#### To do:
Select from the records below every line that has the word "lookups" in it.

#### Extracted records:
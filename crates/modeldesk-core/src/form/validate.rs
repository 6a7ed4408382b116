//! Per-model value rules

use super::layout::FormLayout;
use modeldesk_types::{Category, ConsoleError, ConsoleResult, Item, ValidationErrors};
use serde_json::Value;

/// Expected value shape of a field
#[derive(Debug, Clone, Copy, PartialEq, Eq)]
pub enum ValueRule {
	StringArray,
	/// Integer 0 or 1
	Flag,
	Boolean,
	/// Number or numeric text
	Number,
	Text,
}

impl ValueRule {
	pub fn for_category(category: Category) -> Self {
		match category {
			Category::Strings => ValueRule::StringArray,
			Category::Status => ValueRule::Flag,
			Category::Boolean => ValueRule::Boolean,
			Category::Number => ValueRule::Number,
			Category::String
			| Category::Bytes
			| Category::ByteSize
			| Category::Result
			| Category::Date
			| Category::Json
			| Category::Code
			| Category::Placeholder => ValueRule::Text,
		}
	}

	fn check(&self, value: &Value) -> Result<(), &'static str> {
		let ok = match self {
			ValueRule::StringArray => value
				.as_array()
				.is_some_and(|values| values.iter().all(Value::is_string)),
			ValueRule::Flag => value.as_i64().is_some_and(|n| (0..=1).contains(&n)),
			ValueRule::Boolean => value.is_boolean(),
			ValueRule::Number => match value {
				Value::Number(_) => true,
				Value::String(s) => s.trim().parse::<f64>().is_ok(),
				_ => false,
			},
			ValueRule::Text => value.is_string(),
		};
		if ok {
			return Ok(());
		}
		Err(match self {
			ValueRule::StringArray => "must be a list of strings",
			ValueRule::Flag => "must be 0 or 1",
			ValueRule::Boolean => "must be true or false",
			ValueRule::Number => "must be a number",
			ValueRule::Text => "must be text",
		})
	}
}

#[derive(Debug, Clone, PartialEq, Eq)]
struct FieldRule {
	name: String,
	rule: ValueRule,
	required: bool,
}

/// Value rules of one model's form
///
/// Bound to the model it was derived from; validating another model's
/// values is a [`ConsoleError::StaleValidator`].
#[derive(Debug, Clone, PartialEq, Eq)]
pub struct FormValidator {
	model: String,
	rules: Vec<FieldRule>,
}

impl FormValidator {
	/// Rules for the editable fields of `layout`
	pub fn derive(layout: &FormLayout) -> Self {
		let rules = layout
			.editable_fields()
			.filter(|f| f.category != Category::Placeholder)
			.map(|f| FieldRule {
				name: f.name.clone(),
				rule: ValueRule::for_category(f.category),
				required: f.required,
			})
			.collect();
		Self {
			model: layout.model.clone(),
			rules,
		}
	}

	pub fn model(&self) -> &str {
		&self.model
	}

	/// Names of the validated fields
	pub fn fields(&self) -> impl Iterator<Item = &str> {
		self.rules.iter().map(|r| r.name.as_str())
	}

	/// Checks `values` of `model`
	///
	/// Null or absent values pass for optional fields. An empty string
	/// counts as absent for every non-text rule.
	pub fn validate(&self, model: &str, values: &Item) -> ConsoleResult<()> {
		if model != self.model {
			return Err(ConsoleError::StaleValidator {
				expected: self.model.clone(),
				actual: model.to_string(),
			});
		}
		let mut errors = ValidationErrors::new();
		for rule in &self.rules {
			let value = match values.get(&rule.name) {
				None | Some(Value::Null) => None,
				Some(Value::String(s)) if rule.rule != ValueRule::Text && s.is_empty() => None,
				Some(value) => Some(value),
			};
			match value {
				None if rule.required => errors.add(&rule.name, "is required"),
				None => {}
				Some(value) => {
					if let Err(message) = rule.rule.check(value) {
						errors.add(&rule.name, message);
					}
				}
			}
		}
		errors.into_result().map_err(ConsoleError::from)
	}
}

...

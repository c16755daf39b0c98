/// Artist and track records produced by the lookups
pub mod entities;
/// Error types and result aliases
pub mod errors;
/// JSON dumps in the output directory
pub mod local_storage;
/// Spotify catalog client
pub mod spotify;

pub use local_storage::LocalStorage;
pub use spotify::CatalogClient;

--

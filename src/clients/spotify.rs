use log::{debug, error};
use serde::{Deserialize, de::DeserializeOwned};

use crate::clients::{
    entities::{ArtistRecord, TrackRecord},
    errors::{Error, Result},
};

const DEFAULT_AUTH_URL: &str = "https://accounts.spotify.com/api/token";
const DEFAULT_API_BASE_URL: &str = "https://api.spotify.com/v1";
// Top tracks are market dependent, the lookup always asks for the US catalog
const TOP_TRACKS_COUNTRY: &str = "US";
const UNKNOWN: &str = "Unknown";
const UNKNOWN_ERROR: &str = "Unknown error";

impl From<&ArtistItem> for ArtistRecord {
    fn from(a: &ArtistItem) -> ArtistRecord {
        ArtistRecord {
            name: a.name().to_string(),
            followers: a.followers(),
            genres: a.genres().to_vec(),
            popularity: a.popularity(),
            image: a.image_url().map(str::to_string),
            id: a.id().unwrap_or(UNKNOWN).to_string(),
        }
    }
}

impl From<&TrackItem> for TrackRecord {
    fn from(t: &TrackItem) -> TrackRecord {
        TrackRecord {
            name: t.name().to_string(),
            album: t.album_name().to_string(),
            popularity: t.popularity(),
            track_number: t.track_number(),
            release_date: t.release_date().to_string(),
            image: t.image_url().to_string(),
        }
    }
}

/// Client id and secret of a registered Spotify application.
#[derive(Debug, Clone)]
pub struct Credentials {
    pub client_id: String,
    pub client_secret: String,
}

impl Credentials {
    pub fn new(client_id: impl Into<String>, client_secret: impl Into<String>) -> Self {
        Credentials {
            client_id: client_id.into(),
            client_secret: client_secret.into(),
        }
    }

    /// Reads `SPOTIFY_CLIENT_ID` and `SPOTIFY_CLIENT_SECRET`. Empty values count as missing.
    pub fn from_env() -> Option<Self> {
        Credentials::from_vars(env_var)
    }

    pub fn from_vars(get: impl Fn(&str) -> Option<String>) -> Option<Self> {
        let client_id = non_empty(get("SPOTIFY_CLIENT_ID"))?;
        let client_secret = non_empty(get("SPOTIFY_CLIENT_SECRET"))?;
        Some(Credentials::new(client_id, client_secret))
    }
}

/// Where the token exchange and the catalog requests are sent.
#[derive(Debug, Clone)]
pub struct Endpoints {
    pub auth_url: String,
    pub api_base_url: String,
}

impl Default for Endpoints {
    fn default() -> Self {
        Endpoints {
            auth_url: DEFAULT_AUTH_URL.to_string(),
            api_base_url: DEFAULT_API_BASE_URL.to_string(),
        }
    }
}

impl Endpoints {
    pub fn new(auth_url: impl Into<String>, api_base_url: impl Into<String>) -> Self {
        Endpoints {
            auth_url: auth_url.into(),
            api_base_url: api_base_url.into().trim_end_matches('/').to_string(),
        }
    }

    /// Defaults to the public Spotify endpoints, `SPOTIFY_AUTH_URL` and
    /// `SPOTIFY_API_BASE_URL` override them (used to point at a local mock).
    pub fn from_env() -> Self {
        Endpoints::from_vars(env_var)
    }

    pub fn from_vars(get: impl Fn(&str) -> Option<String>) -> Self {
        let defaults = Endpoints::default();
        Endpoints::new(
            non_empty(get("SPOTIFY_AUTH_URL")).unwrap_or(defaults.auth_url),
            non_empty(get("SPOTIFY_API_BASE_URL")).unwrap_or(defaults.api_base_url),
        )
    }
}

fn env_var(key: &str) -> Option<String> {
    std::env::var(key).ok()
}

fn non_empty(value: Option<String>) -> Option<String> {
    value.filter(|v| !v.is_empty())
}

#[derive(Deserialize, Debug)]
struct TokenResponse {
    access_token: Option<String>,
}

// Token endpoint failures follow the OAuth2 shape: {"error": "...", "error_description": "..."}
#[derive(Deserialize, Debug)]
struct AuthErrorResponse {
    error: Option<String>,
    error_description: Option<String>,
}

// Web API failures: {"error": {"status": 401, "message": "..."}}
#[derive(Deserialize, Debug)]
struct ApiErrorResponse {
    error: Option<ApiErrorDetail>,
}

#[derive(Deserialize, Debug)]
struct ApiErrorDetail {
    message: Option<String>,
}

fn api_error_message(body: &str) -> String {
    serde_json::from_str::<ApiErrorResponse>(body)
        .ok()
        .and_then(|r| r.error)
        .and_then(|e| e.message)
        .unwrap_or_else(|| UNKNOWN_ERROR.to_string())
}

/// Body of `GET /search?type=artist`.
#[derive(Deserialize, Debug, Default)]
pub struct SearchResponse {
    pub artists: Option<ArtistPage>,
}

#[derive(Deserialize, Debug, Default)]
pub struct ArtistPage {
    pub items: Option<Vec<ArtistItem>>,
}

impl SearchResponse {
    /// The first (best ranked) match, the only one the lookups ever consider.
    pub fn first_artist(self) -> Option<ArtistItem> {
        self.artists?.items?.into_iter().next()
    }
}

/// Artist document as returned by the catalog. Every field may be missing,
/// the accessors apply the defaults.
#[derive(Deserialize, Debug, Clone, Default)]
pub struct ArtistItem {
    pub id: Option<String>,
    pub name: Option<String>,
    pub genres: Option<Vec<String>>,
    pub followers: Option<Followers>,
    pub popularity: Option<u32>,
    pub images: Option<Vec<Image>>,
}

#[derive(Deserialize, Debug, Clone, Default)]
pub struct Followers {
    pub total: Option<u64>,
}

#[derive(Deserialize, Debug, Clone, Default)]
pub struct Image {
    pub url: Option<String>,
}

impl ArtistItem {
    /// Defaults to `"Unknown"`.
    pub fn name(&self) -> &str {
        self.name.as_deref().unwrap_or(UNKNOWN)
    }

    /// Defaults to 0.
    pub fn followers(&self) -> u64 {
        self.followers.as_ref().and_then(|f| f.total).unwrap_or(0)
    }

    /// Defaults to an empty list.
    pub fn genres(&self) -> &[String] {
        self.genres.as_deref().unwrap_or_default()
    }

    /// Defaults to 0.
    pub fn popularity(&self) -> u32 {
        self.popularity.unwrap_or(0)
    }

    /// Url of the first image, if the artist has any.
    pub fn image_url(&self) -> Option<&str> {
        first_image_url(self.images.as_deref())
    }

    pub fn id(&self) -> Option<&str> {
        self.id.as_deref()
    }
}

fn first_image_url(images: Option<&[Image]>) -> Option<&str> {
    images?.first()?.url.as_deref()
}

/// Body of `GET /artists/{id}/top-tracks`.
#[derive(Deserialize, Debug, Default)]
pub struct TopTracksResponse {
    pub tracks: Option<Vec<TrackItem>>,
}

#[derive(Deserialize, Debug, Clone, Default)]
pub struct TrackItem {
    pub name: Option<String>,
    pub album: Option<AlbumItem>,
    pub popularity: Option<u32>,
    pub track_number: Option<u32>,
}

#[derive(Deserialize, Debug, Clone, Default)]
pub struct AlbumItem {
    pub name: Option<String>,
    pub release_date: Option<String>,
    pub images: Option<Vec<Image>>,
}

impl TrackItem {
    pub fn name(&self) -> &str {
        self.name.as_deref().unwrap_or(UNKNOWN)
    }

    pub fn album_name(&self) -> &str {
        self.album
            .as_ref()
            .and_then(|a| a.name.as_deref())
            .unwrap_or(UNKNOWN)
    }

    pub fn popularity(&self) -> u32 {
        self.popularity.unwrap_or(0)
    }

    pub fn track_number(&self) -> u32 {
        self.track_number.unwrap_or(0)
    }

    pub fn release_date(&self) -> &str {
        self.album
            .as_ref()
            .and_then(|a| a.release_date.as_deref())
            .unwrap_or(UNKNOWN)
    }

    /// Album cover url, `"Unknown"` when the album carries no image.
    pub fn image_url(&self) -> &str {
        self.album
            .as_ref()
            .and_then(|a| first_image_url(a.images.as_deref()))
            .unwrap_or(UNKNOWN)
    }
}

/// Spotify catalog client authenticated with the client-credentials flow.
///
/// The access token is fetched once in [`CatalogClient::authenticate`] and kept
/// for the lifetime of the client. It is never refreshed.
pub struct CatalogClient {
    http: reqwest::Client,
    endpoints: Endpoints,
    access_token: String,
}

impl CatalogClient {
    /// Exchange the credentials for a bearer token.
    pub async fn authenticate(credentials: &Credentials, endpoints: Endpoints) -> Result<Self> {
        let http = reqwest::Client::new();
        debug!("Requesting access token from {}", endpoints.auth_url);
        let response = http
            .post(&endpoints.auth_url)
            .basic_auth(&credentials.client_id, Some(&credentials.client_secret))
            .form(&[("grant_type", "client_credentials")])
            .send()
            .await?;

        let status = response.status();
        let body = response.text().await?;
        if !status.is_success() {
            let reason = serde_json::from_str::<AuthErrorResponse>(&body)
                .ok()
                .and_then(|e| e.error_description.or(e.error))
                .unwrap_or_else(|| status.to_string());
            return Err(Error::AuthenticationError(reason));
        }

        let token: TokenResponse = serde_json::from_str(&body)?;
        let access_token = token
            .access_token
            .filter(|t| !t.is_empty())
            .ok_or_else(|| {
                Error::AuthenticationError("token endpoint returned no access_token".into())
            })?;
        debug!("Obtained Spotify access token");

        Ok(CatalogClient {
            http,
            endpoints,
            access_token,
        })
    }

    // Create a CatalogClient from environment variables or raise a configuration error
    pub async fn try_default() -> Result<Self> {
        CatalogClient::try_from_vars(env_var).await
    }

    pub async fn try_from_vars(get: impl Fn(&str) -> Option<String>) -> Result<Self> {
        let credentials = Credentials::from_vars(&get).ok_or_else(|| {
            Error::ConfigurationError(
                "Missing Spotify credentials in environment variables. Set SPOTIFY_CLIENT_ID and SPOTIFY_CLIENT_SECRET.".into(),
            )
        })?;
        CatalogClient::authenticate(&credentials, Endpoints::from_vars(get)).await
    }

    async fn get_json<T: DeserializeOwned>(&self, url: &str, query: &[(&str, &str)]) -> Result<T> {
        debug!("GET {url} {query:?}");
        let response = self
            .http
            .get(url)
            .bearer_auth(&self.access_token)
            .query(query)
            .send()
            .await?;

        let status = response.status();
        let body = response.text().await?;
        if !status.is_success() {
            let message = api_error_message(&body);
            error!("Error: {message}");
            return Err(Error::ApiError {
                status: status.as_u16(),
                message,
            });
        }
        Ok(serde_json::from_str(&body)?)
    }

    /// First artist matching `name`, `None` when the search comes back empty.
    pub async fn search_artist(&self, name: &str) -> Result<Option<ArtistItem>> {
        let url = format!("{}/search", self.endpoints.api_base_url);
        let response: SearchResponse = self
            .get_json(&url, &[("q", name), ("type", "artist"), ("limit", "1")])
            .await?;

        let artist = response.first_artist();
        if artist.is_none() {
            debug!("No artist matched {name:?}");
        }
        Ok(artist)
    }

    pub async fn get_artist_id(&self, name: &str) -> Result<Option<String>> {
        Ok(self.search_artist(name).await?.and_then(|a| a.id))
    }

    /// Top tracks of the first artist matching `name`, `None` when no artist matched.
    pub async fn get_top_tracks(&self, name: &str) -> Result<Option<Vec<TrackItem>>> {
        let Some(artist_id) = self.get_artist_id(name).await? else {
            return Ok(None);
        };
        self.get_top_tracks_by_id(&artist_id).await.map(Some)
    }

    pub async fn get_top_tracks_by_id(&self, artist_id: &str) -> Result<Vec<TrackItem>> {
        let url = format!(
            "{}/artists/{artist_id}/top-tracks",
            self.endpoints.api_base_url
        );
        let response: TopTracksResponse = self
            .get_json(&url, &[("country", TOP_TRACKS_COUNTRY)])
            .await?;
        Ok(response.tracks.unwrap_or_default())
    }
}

#### Answer area:
/// Artist and track records produced by the lookups
    /// The first (best ranked) match, the only one the lookups ever consider.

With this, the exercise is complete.